Population forecasts indicate that more than 140 million more people are expected over the next 50 years. Globalization is transforming urban economies around the world, and a great deal of effort is going to investigate sustainability and often this is done through renewed focus on regions. There is also increased focus on the “megaregion” in the United States. Some have suggested that two-thirds of the nation’s population growth and more than half of economic activities are taking place in megaregions, defined as connected metropolitan centers and their surrounding areas. These eight to 10 megaregions and their hinterlands cross standard administrative boundaries and can be strategic platforms within which to consider infrastructure investment, innovative finance, natural resources management, diversified economic activities and sustainability. The emergence of these megaregions and a renewed focus on them offers great potential within which to begin to develop and implement sustainable transportation systems.
Approximately two-thirds of the nation’s population growth and more than half of economic activities are taking place in “megaregions.” Megaregions are connected cities and their surrounding areas, generally areas with a population of about 10 million. In the United States, the 10 largest megaregions represent 80 percent of our economic activity and seven of them have populations of 10 million people. Through planning at the megaregion level we are able to keep our cities economically viable and healthy providing a high quality of life, good jobs, cultural amenities, and natural assets and resources from parks to ports.

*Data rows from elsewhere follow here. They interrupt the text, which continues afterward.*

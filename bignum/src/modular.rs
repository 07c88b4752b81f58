//! Modular exponentiation and inversion.

use crate::{BigInt, Result};

impl BigInt {
    /// `self^exp mod m` by right-to-left square-and-multiply.
    ///
    /// The exponent is taken by magnitude bits; `m` must be non-zero.
    pub fn modpow(&self, exp: &BigInt, m: &BigInt) -> Result<BigInt> {
        let mut result = BigInt::one();
        let mut base = self.rem_euclid(m)?;
        let mut e = exp.abs();
        while !e.is_zero() {
            if e.bit(0) {
                result = (&result * &base).rem_euclid(m)?;
            }
            base = (&base * &base).rem_euclid(m)?;
            e.shr_small(1);
        }
        Ok(result)
    }

    /// The multiplicative inverse of `self` modulo `m`, i.e. the `t` with
    /// `(t · self) mod m = 1`, via the extended Euclidean algorithm.
    /// Returns `None` when `gcd(self, m) ≠ 1`.
    pub fn modinv(&self, m: &BigInt) -> Option<BigInt> {
        let mut t = BigInt::zero();
        let mut new_t = BigInt::one();
        let mut r = m.abs();
        let mut new_r = self.rem_euclid(m).ok()?;

        while !new_r.is_zero() {
            let (q, rem) = match r.div_rem(&new_r) {
                Ok(v) => v,
                Err(_) => return None,
            };
            let next_t = &t - &(&q * &new_t);
            t = new_t;
            new_t = next_t;
            r = new_r;
            new_r = rem;
        }

        if r > BigInt::one() {
            return None;
        }
        if t.is_negative() {
            t = &t + m;
        }
        Some(t)
    }
}

#[cfg(test)]
mod tests {
    use crate::testutil::{arb_bigint, to_ref};
    use crate::BigInt;
    use proptest::prelude::*;

    fn secp256k1_p() -> BigInt {
        BigInt::from_str_radix(
            "fffffffffffffffffffffffffffffffffffffffffffffffffffffffefffffc2f",
            16,
        )
        .unwrap()
    }

    #[test]
    fn small_powers() {
        let m = BigInt::from(1000u32);
        let got = BigInt::from(7u32)
            .modpow(&BigInt::from(5u32), &m)
            .unwrap();
        // 7^5 = 16807
        assert_eq!(got, BigInt::from(807u32));

        let one = BigInt::from(3u32).modpow(&BigInt::zero(), &m).unwrap();
        assert_eq!(one, BigInt::one());
    }

    #[test]
    fn small_inverses() {
        let m = BigInt::from(7u32);
        assert_eq!(BigInt::from(3u32).modinv(&m), Some(BigInt::from(5u32)));
        assert_eq!(BigInt::from(1u32).modinv(&m), Some(BigInt::one()));
        // 2 and 4 share a factor: no inverse.
        assert_eq!(BigInt::from(2u32).modinv(&BigInt::from(4u32)), None);
        assert_eq!(BigInt::zero().modinv(&m), None);
    }

    #[test]
    fn inverse_of_negative_value() {
        let m = BigInt::from(7u32);
        // -3 ≡ 4 (mod 7), and 4·2 = 8 ≡ 1.
        assert_eq!(BigInt::from(-3i32).modinv(&m), Some(BigInt::from(2u32)));
    }

    #[test]
    fn field_inverse() {
        let p = secp256k1_p();
        let x = BigInt::from_str_radix(
            "79be667ef9dcbbac55a06295ce870b07029bfcdb2dce28d959f2815b16f81798",
            16,
        )
        .unwrap();
        let inv = x.modinv(&p).unwrap();
        assert_eq!((&inv * &x).rem_euclid(&p).unwrap(), BigInt::one());
        // Fermat gives the same inverse: x^(p-2) mod p.
        let p_minus_2 = &p - &BigInt::from(2u32);
        assert_eq!(x.modpow(&p_minus_2, &p).unwrap(), inv);
    }

    proptest! {
        #[test]
        fn fuzzy_modpow(a in arb_bigint(), e in 0u32..2000, m in arb_bigint()) {
            prop_assume!(m.abs() > BigInt::one());
            let m = m.abs();
            let exp = BigInt::from(e);
            let got = a.modpow(&exp, &m).unwrap();
            let want = to_ref(&a).modpow(&to_ref(&exp), &to_ref(&m));
            prop_assert_eq!(to_ref(&got), want);
        }

        #[test]
        fn fuzzy_prime_field_inverse(bytes in proptest::collection::vec(any::<u8>(), 1..32)) {
            let p = secp256k1_p();
            let a = BigInt::from_bytes_be(&bytes);
            prop_assume!(!a.is_zero());
            let inv = a.modinv(&p).unwrap();
            prop_assert_eq!((&inv * &a).rem_euclid(&p).unwrap(), BigInt::one());
        }
    }
}
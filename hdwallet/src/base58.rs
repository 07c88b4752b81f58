//! Base58 over the Bitcoin alphabet.

use crate::{Error, Result};
use bignum::BigInt;

/// The Bitcoin alphabet: no 0, O, I or l.
pub const ALPHABET: &[u8; 58] = b"123456789ABCDEFGHJKLMNPQRSTUVWXYZabcdefghijkmnopqrstuvwxyz";

/// Encodes bytes as Base58, each leading zero byte becoming a leading '1'.
pub fn encode(bytes: &[u8]) -> String {
    let leading_zeros = bytes.iter().take_while(|&&b| b == 0).count();
    let mut out = "1".repeat(leading_zeros);
    let value = BigInt::from_bytes_be(bytes);
    if !value.is_zero() {
        // Base 58 of a BigInt already uses the Bitcoin alphabet.
        let digits = value.to_str_radix(58).expect("58 is a valid radix");
        out.push_str(&digits);
    }
    out
}

/// Decodes Base58 back to bytes, restoring one zero byte per leading '1'.
/// Characters outside the alphabet are rejected.
pub fn decode(s: &str) -> Result<Vec<u8>> {
    let mut value = BigInt::zero();
    let fifty_eight = BigInt::from(58u32);
    for c in s.chars() {
        let digit = ALPHABET
            .iter()
            .position(|&a| a as char == c)
            .ok_or(Error::InvalidBase58Char(c))?;
        value = &(&value * &fifty_eight) + &BigInt::from(digit as u32);
    }

    let leading_ones = s.chars().take_while(|&c| c == '1').count();
    let mut out = vec![0u8; leading_ones];
    if !value.is_zero() {
        out.extend_from_slice(&value.to_bytes_be());
    }
    Ok(out)
}
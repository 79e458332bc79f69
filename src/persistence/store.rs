//! Keyed snapshot storage
//!
//! [`SnapshotStore`] is the contract a backend fulfils: get, an atomic
//! set-with-expiry and delete, each one logical call. Nothing here retries,
//! backs off or locks; failures surface as the backend's own error type.
//!
//! [`MemoryStore`] is an in-process backend with per-entry expiry.

use std::collections::HashMap;
use std::convert::Infallible;
use std::sync::{Arc, Mutex, MutexGuard, PoisonError};
use std::time::{Duration, Instant};

/// Keyed string store with expiry
///
/// Implementations must make [`set_with_expiry`](Self::set_with_expiry)
/// atomic: a reader never observes the new value without its expiry.
#[allow(async_fn_in_trait)]
pub trait SnapshotStore {
    /// Backend failure, handed back to callers untouched
    type Error;

    /// Read the value under `key`, `None` if absent or expired
    async fn get(&self, key: &str) -> Result<Option<String>, Self::Error>;

    /// Write `value` under `key`, expiring `ttl_secs` seconds from now
    ///
    /// Overwrites any existing value and restarts its expiry.
    async fn set_with_expiry(&self, key: &str, value: &str, ttl_secs: u64)
        -> Result<(), Self::Error>;

    /// Remove the value under `key`; removing a missing key is not an error
    async fn delete(&self, key: &str) -> Result<(), Self::Error>;
}

/// Longest expiry [`MemoryStore`] honours; larger TTLs are clamped
pub const MAX_TTL_SECS: u64 = 100 * 365 * 24 * 3600;

#[derive(Debug)]
struct Entry {
    value: String,
    expires_at: Instant,
}

impl Entry {
    fn is_live(&self, now: Instant) -> bool {
        now < self.expires_at
    }
}

/// In-process [`SnapshotStore`]
///
/// Clones share the same entries, so several streams in one process can
/// hand snapshots to each other through it. Expired entries are dropped
/// when `get` touches them, and all of them are swept on every
/// [`PURGE_INTERVAL`]th write, so keys that are written and never read
/// again do not pile up.
///
/// # Example
///
/// ```
/// use devstream::persistence::{MemoryStore, SnapshotStore};
///
/// let store = MemoryStore::new();
/// pollster::block_on(async {
///     store.set_with_expiry("latency:api", "{}", 60).await.unwrap();
///     assert_eq!(store.get("latency:api").await.unwrap().as_deref(), Some("{}"));
/// });
/// ```
#[derive(Clone, Debug, Default)]
pub struct MemoryStore {
    inner: Arc<Mutex<Inner>>,
}

#[derive(Debug, Default)]
struct Inner {
    entries: HashMap<String, Entry>,
    writes: u64,
}

/// Writes between full sweeps of expired entries in [`MemoryStore`]
pub const PURGE_INTERVAL: u64 = 64;

impl MemoryStore {
    /// Create an empty store
    pub fn new() -> Self {
        Self::default()
    }

    fn lock(&self) -> MutexGuard<'_, Inner> {
        // Entries are plain data; a panic elsewhere cannot leave one half-written.
        self.inner.lock().unwrap_or_else(PoisonError::into_inner)
    }

    /// Number of live entries
    pub fn len(&self) -> usize {
        let now = Instant::now();
        self.lock().entries.values().filter(|e| e.is_live(now)).count()
    }

    /// Number of stored entries, expired ones not yet dropped included
    pub fn allocated(&self) -> usize {
        self.lock().entries.len()
    }

    /// Check if no live entries remain
    pub fn is_empty(&self) -> bool {
        self.len() == 0
    }

    /// Time left before `key` expires, `None` if absent or expired
    pub fn ttl(&self, key: &str) -> Option<Duration> {
        let now = Instant::now();
        self.lock()
            .entries
            .get(key)
            .filter(|e| e.is_live(now))
            .map(|e| e.expires_at - now)
    }

    /// Drop every expired entry
    pub fn purge_expired(&self) {
        let now = Instant::now();
        self.lock().entries.retain(|_, e| e.is_live(now));
    }
}

impl SnapshotStore for MemoryStore {
    type Error = Infallible;

    async fn get(&self, key: &str) -> Result<Option<String>, Self::Error> {
        let now = Instant::now();
        let mut inner = self.lock();
        match inner.entries.get(key) {
            Some(entry) if entry.is_live(now) => Ok(Some(entry.value.clone())),
            Some(_) => {
                inner.entries.remove(key);
                Ok(None)
            }
            None => Ok(None),
        }
    }

    async fn set_with_expiry(
        &self,
        key: &str,
        value: &str,
        ttl_secs: u64,
    ) -> Result<(), Self::Error> {
        let now = Instant::now();
        let expires_at = now + Duration::from_secs(ttl_secs.min(MAX_TTL_SECS));

        // Value and expiry land under one lock.
        let mut inner = self.lock();
        inner.writes += 1;
        if inner.writes % PURGE_INTERVAL == 0 {
            inner.entries.retain(|_, e| e.is_live(now));
        }
        inner.entries.insert(
            key.to_owned(),
            Entry {
                value: value.to_owned(),
                expires_at,
            },
        );
        Ok(())
    }

    async fn delete(&self, key: &str) -> Result<(), Self::Error> {
        self.lock().entries.remove(key);
        Ok(())
    }
}

#[cfg(test)]
mod tests {
    use super::*;
    use pollster::block_on;

    #[test]
    fn test_set_get_delete() {
        let store = MemoryStore::new();
        block_on(async {
            assert_eq!(store.get("k").await.unwrap(), None);

            store.set_with_expiry("k", "v1", 60).await.unwrap();
            assert_eq!(store.get("k").await.unwrap().as_deref(), Some("v1"));

            store.set_with_expiry("k", "v2", 60).await.unwrap();
            assert_eq!(store.get("k").await.unwrap().as_deref(), Some("v2"));

            store.delete("k").await.unwrap();
            assert_eq!(store.get("k").await.unwrap(), None);

            // deleting again is fine
            store.delete("k").await.unwrap();
        });
        assert!(store.is_empty());
    }

    #[test]
    fn test_zero_ttl_expires_immediately() {
        let store = MemoryStore::new();
        block_on(async {
            store.set_with_expiry("k", "v", 0).await.unwrap();
            assert_eq!(store.get("k").await.unwrap(), None);
        });
        assert_eq!(store.ttl("k"), None);
    }

    #[test]
    fn test_ttl_restarts_on_write() {
        let store = MemoryStore::new();
        block_on(store.set_with_expiry("k", "v", 10)).unwrap();
        assert!(store.ttl("k").unwrap() <= Duration::from_secs(10));

        block_on(store.set_with_expiry("k", "v", 3600)).unwrap();
        let ttl = store.ttl("k").unwrap();
        assert!(ttl > Duration::from_secs(3500) && ttl <= Duration::from_secs(3600));
    }

    #[test]
    fn test_clones_share_entries() {
        let a = MemoryStore::new();
        let b = a.clone();
        block_on(a.set_with_expiry("shared", "x", 60)).unwrap();
        assert_eq!(block_on(b.get("shared")).unwrap().as_deref(), Some("x"));
        assert_eq!(b.len(), 1);
    }

    #[test]
    fn test_purge_expired() {
        let store = MemoryStore::new();
        block_on(async {
            store.set_with_expiry("gone", "v", 0).await.unwrap();
            store.set_with_expiry("kept", "v", 60).await.unwrap();
        });
        store.purge_expired();
        assert_eq!(store.len(), 1);
        assert!(store.ttl("kept").is_some());
    }

    #[test]
    fn test_writes_sweep_unread_expired_keys() {
        let store = MemoryStore::new();
        block_on(async {
            for i in 0..PURGE_INTERVAL * 4 {
                let key = format!("once:{}", i);
                store.set_with_expiry(&key, "v", 0).await.unwrap();
            }
        });

        assert_eq!(store.len(), 0);
        assert!(
            store.allocated() < PURGE_INTERVAL as usize,
            "{} expired entries still held",
            store.allocated()
        );
    }

    #[test]
    fn test_sweep_keeps_live_entries() {
        let store = MemoryStore::new();
        block_on(async {
            store.set_with_expiry("kept", "v", 60).await.unwrap();
            for i in 0..PURGE_INTERVAL {
                store.set_with_expiry(&format!("gone:{}", i), "v", 0).await.unwrap();
            }
            assert_eq!(store.get("kept").await.unwrap().as_deref(), Some("v"));
        });
        assert_eq!(store.len(), 1);
    }

    #[test]
    fn test_huge_ttl_does_not_overflow() {
        let store = MemoryStore::new();
        block_on(store.set_with_expiry("k", "v", u64::MAX)).unwrap();
        assert!(store.ttl("k").is_some());
    }
}
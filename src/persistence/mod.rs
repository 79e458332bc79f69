//! Snapshot persistence for running statistics
//!
//! A [`DeviationStream`] pairs a [`Moments`](crate::statistics::Moments)
//! accumulator with a store key. Its state can be saved to a
//! [`SnapshotStore`] and restored later, by the same process after a
//! restart or by another process sharing the key.
//!
//! # Example
//!
//! ```
//! use devstream::persistence::{DeviationStream, MemoryStore, StreamError};
//!
//! let mut stream = DeviationStream::with_store("orders:value", MemoryStore::new());
//! stream.push(19.99);
//! stream.push(5.49);
//!
//! pollster::block_on(async {
//!     stream.save().await.unwrap();
//!     stream.clear().await.unwrap();
//! });
//! assert_eq!(stream.count(), 0);
//!
//! // Without a store, persistence fails but in-memory use works
//! let mut local = DeviationStream::new("scratch");
//! local.push(1.0);
//! assert!(matches!(pollster::block_on(local.save()), Err(StreamError::NotConfigured)));
//! ```

pub mod snapshot;
mod store;
mod stream;

pub use snapshot::{EncodeError, LEGACY_MAX, LEGACY_MIN};
pub use store::{MemoryStore, SnapshotStore, MAX_TTL_SECS, PURGE_INTERVAL};
pub use stream::{DeviationStream, StreamError, SNAPSHOT_TTL_SECS};
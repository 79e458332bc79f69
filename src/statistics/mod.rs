//! Statistical summaries for streaming data
//!
//! This module provides algorithms for computing statistics over streams
//! in a single pass with constant memory.
//!
//! # Example
//!
//! ```
//! use devstream::statistics::Moments;
//!
//! let mut stats = Moments::new();
//!
//! for value in [1.0, 2.0, 3.0, 4.0, 5.0] {
//!     stats.push(value);
//! }
//!
//! println!("Mean: {}", stats.mean());
//! println!("Stddev: {}", stats.standard_deviation());
//! println!("Min: {}", stats.min());
//! println!("Max: {}", stats.max());
//! ```

mod moments;

pub use moments::Moments;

Regional coordination of infrastructure investments is increasingly regarded as a way to enhance the productivity of the entire region while preserving elements that would lead to greater quality of life, such as the Randstad’s Green Heart. In the Philippines and Africa, regional coordination and cooperation are seen as a way to improve economic returns on infrastructure investment, while in China, regionalism is a tool to respond to rapidly increasing transportation demands. The European Union (EU) hopes that the EU-wide Trans-European Transport Networks will promote economic growth throughout while limiting the negative environmental impacts of transportation.
What is most striking about the cases outside the United States is the difference between those projects that originate at the federal level or higher and those that originate at the local level. The EU has the capacity to propose a transportation network far more ambitious than any one of its member states could suggest, but control of funding remains with the member states. The most successful cases appear to be those where local actors take the lead, as in the Yangtze River Delta and the Randstad. Since China’s state government has empowered cities to decide on and finance major infrastructure investments, further regional efforts in China will probably originate from actors within the metropolitan areas, especially dominant actors such as Shanghai’s city government, rather than be imposed by the state government.
In the United States, as we have seen, the locally originated regional associations have tended to be weaker than those that originated at the federal level. Has the time come for empowered regional planning from the bottom up in the United States? It may be that megaregions can be the first (North) American example of regionally cooperative approaches with enough local buy-in to be able to act decisively. The Metropolitan Planning Organizations, a case of a federal creation and empowerment of regional organizations, could possibly become actors within a megaregional framework.
Schwieterman & Scheldt indicate that about 63 percent of the proposed mileage for high-speed rail service in the United States is included in corridors that cross state lines. The location of the proposed HSR coincides with the economic core of most megaregions and would serve to provide greater mobility in a more sustainable way. The triple bottom line should be adopted as the measurement against which we can evaluate the sustainability and performance of our transportation system to assure improved quality of life for all citizens. Rail transportation holds out the promise of greater efficiency, sustainability and enhanced competitiveness and some in the United States have committed to going along for the ride.
Dr. Catherine Ross is the director of the Center for Quality Growth and Regional Development, Georgia Institute of Technology.